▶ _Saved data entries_

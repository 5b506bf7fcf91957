//! # HTTP 服务器
//!
//! Axum HTTP服务器，提供认证、账户、订阅与 Stripe webhook API

use axum::Router;
use axum::http::{HeaderValue, Method, header};
use axum::routing::get;
use std::net::SocketAddr;
use std::ops::Deref;
use std::sync::Arc;
use tokio::net::TcpListener;
use tower::ServiceBuilder;
use tower_http::cors::{Any, CorsLayer};
use tower_http::trace::TraceLayer;

use super::handlers::system;
use super::middleware::request_id_middleware;
use crate::app::AppContext;
use crate::config::ServerConfig;
use crate::error::{AppError, Result};
use crate::logging::{LogComponent, LogStage};
use crate::{linfo, lwarn};

/// 服务器应用状态
#[derive(Clone)]
pub struct AppState {
    context: Arc<AppContext>,
}

impl AppState {
    #[must_use]
    pub const fn new(context: Arc<AppContext>) -> Self {
        Self { context }
    }

    #[must_use]
    pub const fn context_arc(&self) -> &Arc<AppContext> {
        &self.context
    }
}

impl Deref for AppState {
    type Target = AppContext;

    fn deref(&self) -> &Self::Target {
        &self.context
    }
}

/// HTTP 服务器
pub struct ApiServer {
    config: ServerConfig,
    router: Router,
}

impl ApiServer {
    /// 创建新的服务器
    #[must_use]
    pub fn new(context: Arc<AppContext>) -> Self {
        let config = context.config.server.clone();
        let router = build_router(context);
        Self { config, router }
    }

    /// 启动服务器，收到 Ctrl-C 后优雅退出
    pub async fn serve(self) -> Result<()> {
        let bind_address = self.config.bind_address.clone();
        let ip = bind_address.parse::<std::net::IpAddr>().map_err(|e| {
            AppError::config_with_source(format!("Invalid bind address '{bind_address}'"), e)
        })?;
        let addr = SocketAddr::new(ip, self.config.port);

        linfo!(
            "system",
            LogStage::Startup,
            LogComponent::ServerSetup,
            "server_start",
            &format!("Starting HTTP server on {addr}")
        );

        let listener = TcpListener::bind(&addr).await?;

        axum::serve(
            listener,
            self.router
                .into_make_service_with_connect_info::<SocketAddr>(),
        )
        .with_graceful_shutdown(shutdown_signal())
        .await
        .map_err(|e| AppError::internal_with_source("HTTP server error", e))?;

        linfo!(
            "system",
            LogStage::Shutdown,
            LogComponent::ServerSetup,
            "server_stopped",
            "HTTP server stopped"
        );
        Ok(())
    }
}

async fn shutdown_signal() {
    if let Err(e) = tokio::signal::ctrl_c().await {
        lwarn!(
            "system",
            LogStage::Shutdown,
            LogComponent::ServerSetup,
            "signal_fail",
            &format!("Failed to listen for shutdown signal: {e}")
        );
    }
}

/// 组装完整路由（API 前缀、/ping、中间件）
pub fn build_router(context: Arc<AppContext>) -> Router {
    let config = context.config.server.clone();
    let state = AppState::new(context);
    let api_routes = super::routes::create_routes(state);

    let prefix = config.api_prefix.trim_end_matches('/');
    let mut app = if prefix.is_empty() {
        Router::new().merge(api_routes)
    } else {
        Router::new().nest(prefix, api_routes)
    };
    app = app.route("/ping", get(system::ping_handler));

    let service_builder = ServiceBuilder::new()
        .layer(TraceLayer::new_for_http())
        .layer(cors_layer(&config));
    app = app.layer(service_builder);

    // 最外层，保证后续中间件都能拿到 request_id
    app.layer(axum::middleware::from_fn(request_id_middleware))
}

fn cors_layer(config: &ServerConfig) -> CorsLayer {
    let cors_layer = CorsLayer::new()
        .allow_methods([
            Method::GET,
            Method::POST,
            Method::PUT,
            Method::DELETE,
            Method::PATCH,
            Method::OPTIONS,
        ])
        .allow_headers([
            header::CONTENT_TYPE,
            header::AUTHORIZATION,
            header::ACCEPT,
            header::ORIGIN,
        ]);

    if config.cors_origins.iter().any(|origin| origin == "*") {
        return cors_layer.allow_origin(Any);
    }

    let origins = config
        .cors_origins
        .iter()
        .map(|origin| origin.parse::<HeaderValue>())
        .collect::<std::result::Result<Vec<_>, _>>();

    match origins {
        Ok(origins) => cors_layer.allow_origin(origins),
        Err(e) => {
            lwarn!(
                "system",
                LogStage::Startup,
                LogComponent::ServerSetup,
                "cors_config_fail",
                &format!("Invalid CORS origin configuration: {e}, falling back to allow any")
            );
            cors_layer.allow_origin(Any)
        }
    }
}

▶ _TASK ITEM_
Copy out each entry above with no deviation.

▶ _OUTPUT OF THE EXERCISE_
repository 5b506bf7fcf91957
//! # HTTP 服务器
//!
//! Axum HTTP服务器，提供认证、账户、订阅与 Stripe webhook API

use axum::Router;
use axum::http::{HeaderValue, Method, header};
use axum::routing::get;
use std::net::SocketAddr;
use std::ops::Deref;
use std::sync::Arc;
use tokio::net::TcpListener;
use tower::ServiceBuilder;
use tower_http::cors::{Any, CorsLayer};
use tower_http::trace::TraceLayer;

use super::handlers::system;
use super::middleware::request_id_middleware;
use crate::app::AppContext;
use crate::config::ServerConfig;
use crate::error::{AppError, Result};
use crate::logging::{LogComponent, LogStage};
use crate::{linfo, lwarn};

/// 服务器应用状态
#[derive(Clone)]
pub struct AppState {
    context: Arc<AppContext>,
}

impl AppState {
    #[must_use]
    pub const fn new(context: Arc<AppContext>) -> Self {
        Self { context }
    }

    #[must_use]
    pub const fn context_arc(&self) -> &Arc<AppContext> {
        &self.context
    }
}

impl Deref for AppState {
    type Target = AppContext;

    fn deref(&self) -> &Self::Target {
        &self.context
    }
}

/// HTTP 服务器
pub struct ApiServer {
    config: ServerConfig,
    router: Router,
}

impl ApiServer {
    /// 创建新的服务器
    #[must_use]
    pub fn new(context: Arc<AppContext>) -> Self {
        let config = context.config.server.clone();
        let router = build_router(context);
        Self { config, router }
    }

    /// 启动服务器，收到 Ctrl-C 后优雅退出
    pub async fn serve(self) -> Result<()> {
        let bind_address = self.config.bind_address.clone();
        let ip = bind_address.parse::<std::net::IpAddr>().map_err(|e| {
            AppError::config_with_source(format!("Invalid bind address '{bind_address}'"), e)
        })?;
        let addr = SocketAddr::new(ip, self.config.port);

        linfo!(
            "system",
            LogStage::Startup,
            LogComponent::ServerSetup,
            "server_start",
            &format!("Starting HTTP server on {addr}")
        );

        let listener = TcpListener::bind(&addr).await?;

        axum::serve(
            listener,
            self.router
                .into_make_service_with_connect_info::<SocketAddr>(),
        )
        .with_graceful_shutdown(shutdown_signal())
        .await
        .map_err(|e| AppError::internal_with_source("HTTP server error", e))?;

        linfo!(
            "system",
            LogStage::Shutdown,
            LogComponent::ServerSetup,
            "server_stopped",
            "HTTP server stopped"
        );
        Ok(())
    }
}

async fn shutdown_signal() {
    if let Err(e) = tokio::signal::ctrl_c().await {
        lwarn!(
            "system",
            LogStage::Shutdown,
            LogComponent::ServerSetup,
            "signal_fail",
            &format!("Failed to listen for shutdown signal: {e}")
        );
    }
}

/// 组装完整路由（API 前缀、/ping、中间件）
pub fn build_router(context: Arc<AppContext>) -> Router {
    let config = context.config.server.clone();
    let state = AppState::new(context);
    let api_routes = super::routes::create_routes(state);

    let prefix = config.api_prefix.trim_end_matches('/');
    let mut app = if prefix.is_empty() {
        Router::new().merge(api_routes)
    } else {
        Router::new().nest(prefix, api_routes)
    };
    app = app.route("/ping", get(system::ping_handler));

    let service_builder = ServiceBuilder::new()
        .layer(TraceLayer::new_for_http())
        .layer(cors_layer(&config));
    app = app.layer(service_builder);

    // 最外层，保证后续中间件都能拿到 request_id
    app.layer(axum::middleware::from_fn(request_id_middleware))
}

fn cors_layer(config: &ServerConfig) -> CorsLayer {
    let cors_layer = CorsLayer::new()
        .allow_methods([
            Method::GET,
            Method::POST,
            Method::PUT,
            Method::DELETE,
            Method::PATCH,
            Method::OPTIONS,
        ])
        .allow_headers([
            header::CONTENT_TYPE,
            header::AUTHORIZATION,
            header::ACCEPT,
            header::ORIGIN,
        ]);

    if config.cors_origins.iter().any(|origin| origin == "*") {
        return cors_layer.allow_origin(Any);
    }

    let origins = config
        .cors_origins
        .iter()
        .map(|origin| origin.parse::<HeaderValue>())
        .collect::<std::result::Result<Vec<_>, _>>();

    match origins {
        Ok(origins) => cors_layer.allow_origin(origins),
        Err(e) => {
            lwarn!(
                "system",
                LogStage::Startup,
                LogComponent::ServerSetup,
                "cors_config_fail",
                &format!("Invalid CORS origin configuration: {e}, falling back to allow any")
            );
            cors_layer.allow_origin(Any)
        }
    }
}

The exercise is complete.